PROBLEM TO WORK ON |
The material below must be retyped in full, with every line kept exactly as it is.

DATASET |
//! Merging a local and a remote build expression.
//!
//! This module never decides which side wins. The caller supplies the
//! resolutions (computed upstream against the common ancestor) and the
//! merge only checks that applying them is safe:
//!
//! 1. the two expressions must be equal once requirements and timestamps are
//!    removed, otherwise [`MergeError::AutoMergeNotPossible`];
//! 2. flagged conflicts stop the merge with [`MergeError::Conflicts`];
//! 3. resolutions are applied in order to a copy of `remote`; the first one
//!    that fails aborts the merge.

use chrono::{DateTime, Utc};
use serde::{Deserialize, Serialize};
use serde_json::Value as Json;
use thiserror::Error;
use tracing::{debug, info};

use crate::{
    expression::BuildExpression,
    requirement::{Operation, REQUIREMENTS_KEY, Requirement, RequirementError, VersionConstraint},
    transform::AT_TIME,
};

#[derive(Debug, Error)]
pub enum MergeError {
    #[error("cannot merge automatically: the build expressions differ in more than their requirements")]
    AutoMergeNotPossible,

    #[error("cannot merge automatically: the build expressions have unresolved conflicts")]
    Conflicts,

    #[error("failed to {operation} requirement '{name}' in namespace '{namespace}': {source}")]
    Resolution {
        operation: Operation,
        name: String,
        namespace: String,
        #[source]
        source: RequirementError,
    },
}

impl MergeError {
    /// True when the user has to reconcile the two sides by hand.
    pub fn needs_manual_resolution(&self) -> bool {
        matches!(self, MergeError::AutoMergeNotPossible | MergeError::Conflicts)
    }
}

/// One requirement change decided by the merge authority.
#[derive(Debug, Clone, PartialEq, Eq, Serialize, Deserialize)]
pub struct MergeResolution {
    pub namespace: String,
    #[serde(rename = "requirement")]
    pub requirement_name: String,
    pub operation: Operation,
    #[serde(default, rename = "version_requirements")]
    pub version_constraints: Vec<VersionConstraint>,
}

impl MergeResolution {
    pub fn new(operation: Operation, namespace: impl Into<String>, name: impl Into<String>) -> Self {
        MergeResolution {
            namespace: namespace.into(),
            requirement_name: name.into(),
            operation,
            version_constraints: Vec::new(),
        }
    }

    pub fn requirement(&self) -> Requirement {
        Requirement::new(&self.namespace, &self.requirement_name)
            .with_constraints(self.version_constraints.clone())
    }
}

/// Payload of a merge strategies response.
#[derive(Debug, Clone, Default, PartialEq, Eq, Serialize, Deserialize)]
pub struct MergeStrategies {
    #[serde(default)]
    pub has_conflicts: bool,
    #[serde(default)]
    pub resolutions: Vec<MergeResolution>,
}

fn strip_volatile_keys(value: &mut Json) {
    match value {
        Json::Object(object) => {
            object.remove(REQUIREMENTS_KEY);
            object.remove(AT_TIME);
            object.values_mut().for_each(strip_volatile_keys);
        }
        Json::Array(items) => items.iter_mut().for_each(strip_volatile_keys),
        _ => {}
    }
}

/// Whether `local` and `remote` differ only in their requirements.
pub fn is_auto_merge_possible(local: &BuildExpression, remote: &BuildExpression) -> bool {
    let mut local = local.as_value().clone();
    let mut remote = remote.as_value().clone();
    strip_volatile_keys(&mut local);
    strip_volatile_keys(&mut remote);
    local == remote
}

/// Merges `local` into `remote`, stamping updated solve calls with the
/// current time.
pub fn merge(
    local: &BuildExpression,
    remote: &BuildExpression,
    resolutions: &[MergeResolution],
    has_conflicts: bool,
) -> Result<BuildExpression, MergeError> {
    merge_at(local, remote, resolutions, has_conflicts, Utc::now())
}

pub fn merge_at(
    local: &BuildExpression,
    remote: &BuildExpression,
    resolutions: &[MergeResolution],
    has_conflicts: bool,
    now: DateTime<Utc>,
) -> Result<BuildExpression, MergeError> {
    if !is_auto_merge_possible(local, remote) {
        debug!("build expressions diverge outside requirements");
        return Err(MergeError::AutoMergeNotPossible);
    }
    if has_conflicts {
        debug!("merge authority reported conflicts");
        return Err(MergeError::Conflicts);
    }

    let mut merged = remote.clone();
    for resolution in resolutions {
        merged
            .update_requirement_at(resolution.operation, &resolution.requirement(), now)
            .map_err(|source| MergeError::Resolution {
                operation: resolution.operation,
                name: resolution.requirement_name.clone(),
                namespace: resolution.namespace.clone(),
                source,
            })?;
    }

    info!(resolutions = resolutions.len(), "merged build expressions");
    Ok(merged)
}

TASK OUTPUT |
//! Merging a local and a remote build expression.
//!
//! This module never decides which side wins. The caller supplies the
//! resolutions (computed upstream against the common ancestor) and the
//! merge only checks that applying them is safe:
//!
//! 1. the two expressions must be equal once requirements and timestamps are
//!    removed, otherwise [`MergeError::AutoMergeNotPossible`];
//! 2. flagged conflicts stop the merge with [`MergeError::Conflicts`];
//! 3. resolutions are applied in order to a copy of `remote`; the first one
//!    that fails aborts the merge.

use chrono::{DateTime, Utc};
use serde::{Deserialize, Serialize};
use serde_json::Value as Json;
use thiserror::Error;
use tracing::{debug, info};

use crate::{
    expression::BuildExpression,
    requirement::{Operation, REQUIREMENTS_KEY, Requirement, RequirementError, VersionConstraint},
    transform::AT_TIME,
};

#[derive(Debug, Error)]
pub enum MergeError {
    #[error("cannot merge automatically: the build expressions differ in more than their requirements")]
    AutoMergeNotPossible,

    #[error("cannot merge automatically: the build expressions have unresolved conflicts")]
    Conflicts,

    #[error("failed to {operation} requirement '{name}' in namespace '{namespace}': {source}")]
    Resolution {
        operation: Operation,
        name: String,
        namespace: String,
        #[source]
        source: RequirementError,
    },
}

impl MergeError {
    /// True when the user has to reconcile the two sides by hand.
    pub fn needs_manual_resolution(&self) -> bool {
        matches!(self, MergeError::AutoMergeNotPossible | MergeError::Conflicts)
    }
}

/// One requirement change decided by the merge authority.
#[derive(Debug, Clone, PartialEq, Eq, Serialize, Deserialize)]
pub struct MergeResolution {
    pub namespace: String,
    #[serde(rename = "requirement")]
    pub requirement_name: String,
    pub operation: Operation,
    #[serde(default, rename = "version_requirements")]
    pub version_constraints: Vec<VersionConstraint>,
}

impl MergeResolution {
    pub fn new(operation: Operation, namespace: impl Into<String>, name: impl Into<String>) -> Self {
        MergeResolution {
            namespace: namespace.into(),
            requirement_name: name.into(),
            operation,
            version_constraints: Vec::new(),
        }
    }

    pub fn requirement(&self) -> Requirement {
        Requirement::new(&self.namespace, &self.requirement_name)
            .with_constraints(self.version_constraints.clone())
    }
}

/// Payload of a merge strategies response.
#[derive(Debug, Clone, Default, PartialEq, Eq, Serialize, Deserialize)]
pub struct MergeStrategies {
    #[serde(default)]
    pub has_conflicts: bool,
    #[serde(default)]
    pub resolutions: Vec<MergeResolution>,
}

fn strip_volatile_keys(value: &mut Json) {
    match value {
        Json::Object(object) => {
            object.remove(REQUIREMENTS_KEY);
            object.remove(AT_TIME);
            object.values_mut().for_each(strip_volatile_keys);
        }
        Json::Array(items) => items.iter_mut().for_each(strip_volatile_keys),
        _ => {}
    }
}

/// Whether `local` and `remote` differ only in their requirements.
pub fn is_auto_merge_possible(local: &BuildExpression, remote: &BuildExpression) -> bool {
    let mut local = local.as_value().clone();
    let mut remote = remote.as_value().clone();
    strip_volatile_keys(&mut local);
    strip_volatile_keys(&mut remote);
    local == remote
}

/// Merges `local` into `remote`, stamping updated solve calls with the
/// current time.
pub fn merge(
    local: &BuildExpression,
    remote: &BuildExpression,
    resolutions: &[MergeResolution],
    has_conflicts: bool,
) -> Result<BuildExpression, MergeError> {
    merge_at(local, remote, resolutions, has_conflicts, Utc::now())
}

pub fn merge_at(
    local: &BuildExpression,
    remote: &BuildExpression,
    resolutions: &[MergeResolution],
    has_conflicts: bool,
    now: DateTime<Utc>,
) -> Result<BuildExpression, MergeError> {
    if !is_auto_merge_possible(local, remote) {
        debug!("build expressions diverge outside requirements");
        return Err(MergeError::AutoMergeNotPossible);
    }
    if has_conflicts {
        debug!("merge authority reported conflicts");
        return Err(MergeError::Conflicts);
    }

    let mut merged = remote.clone();
    for resolution in resolutions {
        merged
            .update_requirement_at(resolution.operation, &resolution.requirement(), now)
            .map_err(|source| MergeError::Resolution {
                operation: resolution.operation,
                name: resolution.requirement_name.clone(),
                namespace: resolution.namespace.clone(),
                source,
            })?;
    }

    info!(resolutions = resolutions.len(), "merged build expressions");
    Ok(merged)
}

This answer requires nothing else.